** Opening Information provided block **

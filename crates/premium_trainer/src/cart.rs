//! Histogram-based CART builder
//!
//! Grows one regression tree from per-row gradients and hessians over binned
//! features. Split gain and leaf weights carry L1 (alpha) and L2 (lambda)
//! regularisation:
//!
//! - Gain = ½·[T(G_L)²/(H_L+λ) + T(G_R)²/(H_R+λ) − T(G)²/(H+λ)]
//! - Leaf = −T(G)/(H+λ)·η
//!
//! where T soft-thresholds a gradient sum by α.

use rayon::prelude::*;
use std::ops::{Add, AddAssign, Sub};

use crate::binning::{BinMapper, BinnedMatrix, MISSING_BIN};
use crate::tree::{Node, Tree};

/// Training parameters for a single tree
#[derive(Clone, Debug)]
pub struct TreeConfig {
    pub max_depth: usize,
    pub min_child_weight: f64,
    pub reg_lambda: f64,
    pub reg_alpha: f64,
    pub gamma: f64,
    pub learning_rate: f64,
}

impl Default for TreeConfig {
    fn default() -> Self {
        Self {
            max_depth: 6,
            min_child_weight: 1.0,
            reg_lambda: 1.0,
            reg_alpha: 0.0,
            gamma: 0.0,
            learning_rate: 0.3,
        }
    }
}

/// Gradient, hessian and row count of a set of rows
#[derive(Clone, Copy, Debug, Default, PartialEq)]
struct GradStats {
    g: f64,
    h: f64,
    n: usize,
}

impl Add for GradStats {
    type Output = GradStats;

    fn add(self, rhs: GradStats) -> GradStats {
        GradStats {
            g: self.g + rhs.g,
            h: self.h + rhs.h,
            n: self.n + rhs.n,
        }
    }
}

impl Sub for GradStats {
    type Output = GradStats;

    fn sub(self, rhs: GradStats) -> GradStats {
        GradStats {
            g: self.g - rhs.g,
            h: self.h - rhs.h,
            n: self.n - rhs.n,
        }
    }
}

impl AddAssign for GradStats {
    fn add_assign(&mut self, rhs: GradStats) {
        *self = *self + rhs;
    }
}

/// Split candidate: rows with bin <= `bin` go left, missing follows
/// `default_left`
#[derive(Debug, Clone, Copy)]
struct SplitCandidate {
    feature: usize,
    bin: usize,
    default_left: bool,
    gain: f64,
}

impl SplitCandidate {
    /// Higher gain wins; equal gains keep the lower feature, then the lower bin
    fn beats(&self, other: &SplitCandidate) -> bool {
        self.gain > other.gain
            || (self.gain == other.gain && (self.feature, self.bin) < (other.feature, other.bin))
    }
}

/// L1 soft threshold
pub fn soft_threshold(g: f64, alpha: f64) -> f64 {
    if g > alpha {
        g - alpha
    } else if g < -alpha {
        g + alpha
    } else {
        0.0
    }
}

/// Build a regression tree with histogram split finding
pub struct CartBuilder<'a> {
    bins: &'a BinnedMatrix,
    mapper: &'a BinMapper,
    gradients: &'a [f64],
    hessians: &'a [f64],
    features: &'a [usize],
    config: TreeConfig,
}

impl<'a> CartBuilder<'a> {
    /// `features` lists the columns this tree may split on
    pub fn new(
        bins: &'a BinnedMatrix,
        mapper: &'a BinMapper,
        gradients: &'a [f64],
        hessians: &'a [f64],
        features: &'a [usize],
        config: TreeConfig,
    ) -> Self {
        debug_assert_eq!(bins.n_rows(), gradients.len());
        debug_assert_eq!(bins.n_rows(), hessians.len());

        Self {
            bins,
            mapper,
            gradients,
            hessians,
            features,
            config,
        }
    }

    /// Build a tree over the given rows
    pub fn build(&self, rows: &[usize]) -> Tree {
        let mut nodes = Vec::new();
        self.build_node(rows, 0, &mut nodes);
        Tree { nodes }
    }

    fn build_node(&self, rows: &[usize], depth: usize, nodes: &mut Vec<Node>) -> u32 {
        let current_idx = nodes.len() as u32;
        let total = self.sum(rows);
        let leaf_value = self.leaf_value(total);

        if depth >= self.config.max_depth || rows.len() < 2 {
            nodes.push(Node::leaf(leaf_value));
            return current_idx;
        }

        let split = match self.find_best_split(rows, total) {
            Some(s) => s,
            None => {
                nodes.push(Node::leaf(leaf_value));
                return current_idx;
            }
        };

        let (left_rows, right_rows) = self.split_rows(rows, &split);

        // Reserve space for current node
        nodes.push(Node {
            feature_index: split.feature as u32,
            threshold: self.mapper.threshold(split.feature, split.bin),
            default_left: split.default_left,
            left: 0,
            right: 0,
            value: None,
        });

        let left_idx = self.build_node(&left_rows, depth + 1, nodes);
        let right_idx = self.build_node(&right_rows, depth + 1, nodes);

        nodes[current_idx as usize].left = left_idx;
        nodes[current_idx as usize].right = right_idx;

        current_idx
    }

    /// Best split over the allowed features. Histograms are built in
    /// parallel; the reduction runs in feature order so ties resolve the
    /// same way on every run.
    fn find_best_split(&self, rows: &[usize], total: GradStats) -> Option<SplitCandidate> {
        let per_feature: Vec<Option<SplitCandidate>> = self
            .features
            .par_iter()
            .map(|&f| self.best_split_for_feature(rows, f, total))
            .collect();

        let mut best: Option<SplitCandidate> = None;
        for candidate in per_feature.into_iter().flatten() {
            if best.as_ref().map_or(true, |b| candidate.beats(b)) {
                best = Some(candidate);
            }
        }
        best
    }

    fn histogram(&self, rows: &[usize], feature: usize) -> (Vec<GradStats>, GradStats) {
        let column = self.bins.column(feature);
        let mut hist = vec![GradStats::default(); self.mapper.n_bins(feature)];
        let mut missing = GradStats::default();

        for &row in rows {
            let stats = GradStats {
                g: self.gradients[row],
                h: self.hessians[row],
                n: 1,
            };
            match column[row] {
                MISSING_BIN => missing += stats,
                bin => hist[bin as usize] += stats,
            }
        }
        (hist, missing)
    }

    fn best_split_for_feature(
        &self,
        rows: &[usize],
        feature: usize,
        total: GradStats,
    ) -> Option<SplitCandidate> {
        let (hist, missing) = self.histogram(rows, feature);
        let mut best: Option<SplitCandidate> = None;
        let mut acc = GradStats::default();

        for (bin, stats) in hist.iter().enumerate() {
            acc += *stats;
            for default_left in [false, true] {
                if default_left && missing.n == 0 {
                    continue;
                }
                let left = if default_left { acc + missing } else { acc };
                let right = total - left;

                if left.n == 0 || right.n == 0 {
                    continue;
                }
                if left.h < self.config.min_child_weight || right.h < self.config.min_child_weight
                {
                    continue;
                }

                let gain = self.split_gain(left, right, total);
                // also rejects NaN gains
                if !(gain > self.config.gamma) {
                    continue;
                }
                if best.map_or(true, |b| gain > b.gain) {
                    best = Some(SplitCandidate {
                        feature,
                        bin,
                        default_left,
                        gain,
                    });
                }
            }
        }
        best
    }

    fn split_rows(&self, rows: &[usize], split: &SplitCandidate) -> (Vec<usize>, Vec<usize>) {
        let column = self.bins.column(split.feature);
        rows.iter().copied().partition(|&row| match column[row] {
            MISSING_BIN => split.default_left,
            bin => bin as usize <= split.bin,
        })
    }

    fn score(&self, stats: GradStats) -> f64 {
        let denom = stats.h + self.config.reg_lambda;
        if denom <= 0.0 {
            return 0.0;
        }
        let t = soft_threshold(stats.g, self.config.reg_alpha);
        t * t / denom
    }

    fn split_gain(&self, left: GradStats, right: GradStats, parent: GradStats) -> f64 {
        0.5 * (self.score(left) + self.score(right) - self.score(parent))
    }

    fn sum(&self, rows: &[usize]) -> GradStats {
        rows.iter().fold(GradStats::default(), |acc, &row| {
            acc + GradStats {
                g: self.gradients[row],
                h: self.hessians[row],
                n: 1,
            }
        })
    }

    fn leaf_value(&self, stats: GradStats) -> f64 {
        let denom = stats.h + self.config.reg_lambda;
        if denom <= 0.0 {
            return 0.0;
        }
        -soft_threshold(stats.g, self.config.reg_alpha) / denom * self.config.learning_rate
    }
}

** Closing Information provided block **

Problem requirements
Copy out every line of the data in which the word "BinnedMatrix" is found.

Task answer
use crate::binning::{BinMapper, BinnedMatrix, MISSING_BIN};
    bins: &'a BinnedMatrix,
        bins: &'a BinnedMatrix,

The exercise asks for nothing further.